# Returning Immigrant ; Foreign capital



## cheetah (Feb 10, 2014)

Landed as a new immigrant 2 yrs ago. But did not establish residency in canada and returned to my country of origin a few days after landing.
Now I returned to canada( BC) about a week ago to live here for good.

My question is about bringing in my savings to canada from abroad. 
I have heard capital abroad is not taxed but income is.

My capital is invested abroad earning good interest so I would like to bring it to canada as my need arises.
My worry is how will the CRA distinguish foreign capital from my foreign interest Income ? 
Will the burden be on me and what precautions do I need to take?
I do not want my capital to be taxed here only my foreign interest income.

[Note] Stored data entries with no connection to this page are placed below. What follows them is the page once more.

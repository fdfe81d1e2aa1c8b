//! PNG artifact storage behind opaque URLs.
//!
//! Stage images are encoded to PNG and kept in memory under an
//! `artifact://job-N/<name>-<n>.png` URL. Callers fetch artifacts by URL
//! and are responsible for revoking the ones they no longer need; the
//! orchestrator only revokes on abort and release.

use std::collections::HashMap;
use std::sync::Arc;
use std::sync::atomic::{AtomicU64, Ordering};

use cardfx_pipeline::decode::encode_png;
use cardfx_pipeline::{Dimensions, RgbaImage};
use parking_lot::RwLock;

use crate::error::JobError;
use crate::job::JobId;

/// URL scheme of every artifact URL.
pub const URL_SCHEME: &str = "artifact://";

/// MIME type of every stored artifact.
pub const PNG_MIME: &str = "image/png";

/// A PNG-encoded stage image, not yet stored.
#[derive(Debug, Clone)]
pub struct EncodedImage {
    /// Base name used in the URL, e.g. `preview`.
    pub name: &'static str,
    /// PNG bytes.
    pub png: Vec<u8>,
    /// Pixel size of the encoded image.
    pub dimensions: Dimensions,
}

impl EncodedImage {
    /// Encode `image` as PNG.
    ///
    /// # Errors
    ///
    /// Returns [`JobError::Encode`] if PNG encoding fails.
    pub fn encode(name: &'static str, image: &RgbaImage) -> Result<Self, JobError> {
        Ok(Self {
            name,
            png: encode_png(image).map_err(JobError::Encode)?,
            dimensions: Dimensions::of(image),
        })
    }
}

/// A stored artifact.
#[derive(Debug, Clone)]
pub struct Artifact {
    /// Job that produced it.
    pub job: JobId,
    /// Always [`PNG_MIME`].
    pub mime: &'static str,
    /// Encoded bytes.
    pub bytes: Arc<[u8]>,
    /// Pixel size.
    pub dimensions: Dimensions,
}

/// In-memory store of stage artifacts keyed by URL.
pub struct ArtifactStore {
    artifacts: RwLock<HashMap<String, Artifact>>,
    counter: AtomicU64,
}

impl ArtifactStore {
    /// An empty store.
    #[must_use]
    pub fn new() -> Self {
        Self {
            artifacts: RwLock::new(HashMap::new()),
            counter: AtomicU64::new(1),
        }
    }

    /// Store an encoded image for `job` and return its URL.
    pub fn insert(&self, job: JobId, image: EncodedImage) -> String {
        let n = self.counter.fetch_add(1, Ordering::Relaxed);
        let url = format!("{URL_SCHEME}{job}/{}-{n}.png", image.name);
        log::debug!("storing {} ({} bytes) for {job}", url, image.png.len());
        self.artifacts.write().insert(
            url.clone(),
            Artifact {
                job,
                mime: PNG_MIME,
                bytes: image.png.into(),
                dimensions: image.dimensions,
            },
        );
        url
    }

    /// Fetch a stored artifact.
    #[must_use]
    pub fn get(&self, url: &str) -> Option<Artifact> {
        self.artifacts.read().get(url).cloned()
    }

    /// Whether `url` refers to a live artifact.
    #[must_use]
    pub fn contains(&self, url: &str) -> bool {
        self.artifacts.read().contains_key(url)
    }

    /// Release one artifact. Returns whether it existed.
    pub fn revoke(&self, url: &str) -> bool {
        self.artifacts.write().remove(url).is_some()
    }

    /// Release every artifact produced by `job`. Returns how many were
    /// released.
    pub fn revoke_job(&self, job: JobId) -> usize {
        let mut artifacts = self.artifacts.write();
        let before = artifacts.len();
        artifacts.retain(|_, a| a.job != job);
        before - artifacts.len()
    }

    /// URLs of every live artifact of `job`, sorted.
    #[must_use]
    pub fn urls_for(&self, job: JobId) -> Vec<String> {
        let mut urls: Vec<String> = self
            .artifacts
            .read()
            .iter()
            .filter(|(_, a)| a.job == job)
            .map(|(url, _)| url.clone())
            .collect();
        urls.sort();
        urls
    }

    /// Number of live artifacts.
    #[must_use]
    pub fn len(&self) -> usize {
        self.artifacts.read().len()
    }

    /// Whether no artifacts are live.
    #[must_use]
    pub fn is_empty(&self) -> bool {
        self.artifacts.read().is_empty()
    }

    /// Release everything.
    pub fn clear(&self) {
        self.artifacts.write().clear();
    }
}

impl Default for ArtifactStore {
    fn default() -> Self {
        Self::new()
    }
}
use cardfx_pipeline::PipelineError;

use crate::job::JobId;

/// Errors surfaced by the job orchestrator.
///
/// Stage failures are also recorded as strings on the job itself; this
/// type is what [`crate::Orchestrator::start_processing`] returns
/// synchronously and what the runner formats into the job record.
#[derive(Debug, thiserror::Error)]
pub enum JobError {
    /// The pipeline rejected the configuration or failed a stage.
    #[error(transparent)]
    Pipeline(#[from] PipelineError),

    /// A stage image could not be encoded as PNG.
    #[error("failed to encode stage image: {0}")]
    Encode(#[source] image::ImageError),

    /// The blocking task running a stage panicked or was cancelled.
    #[error("stage task did not finish: {0}")]
    StageTask(String),

    /// No job with this id is registered.
    #[error("unknown job {0}")]
    UnknownJob(JobId),

    /// Jobs can only be started from inside a tokio runtime.
    #[error("no tokio runtime available: {0}")]
    NoRuntime(#[from] tokio::runtime::TryCurrentError),
}

impl From<tokio::task::JoinError> for JobError {
    fn from(err: tokio::task::JoinError) -> Self {
        Self::StageTask(err.to_string())
    }
}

Any suggestions on this issue welcome.


----------



## Guban (Jul 5, 2011)

As a Canadian resident, you are taxed on your world wide income. The burden of proof is on the tax filer. You should keep records distinguishing between what you owned when you became a resident, and what you currently have and be prepared to provide the mto CRA if they ask.

Don't forget to file T1135 if that applies to you.


----------



## cheetah (Feb 10, 2014)

*Thanks Guban*

1.I read that first yr of new residents , they do not have to file a T1135. Will this be my first year as the first 2 yrs I never 
established residency and lived abroad. ?
2.As I moved to canada just this month, I will be filing my tax returns in 2015. I will have nothing to do with CRA
during the rest of 2014. is that correct?


thanks very much


----------



## Guban (Jul 5, 2011)

1. This is my understanding too.
2. Sounds correct for income taxes. I assume you have no Canadian sourced income for 2013, such as a rental property.


----------



## cheetah (Feb 10, 2014)

A new query; I understand that I can bring any amount of new money to canada from abroad as a new resident and it won't be taxed. 
Someone in US owes me a good sum about $50k; If he writes me a cheque and I deposit it in my canadian account, will it be taxable or will it be 
new money that won't be taxed. 
thanks


----------



## AltaRed (Jun 8, 2009)

Short answer is no because capital coming into the country itself is not taxed. 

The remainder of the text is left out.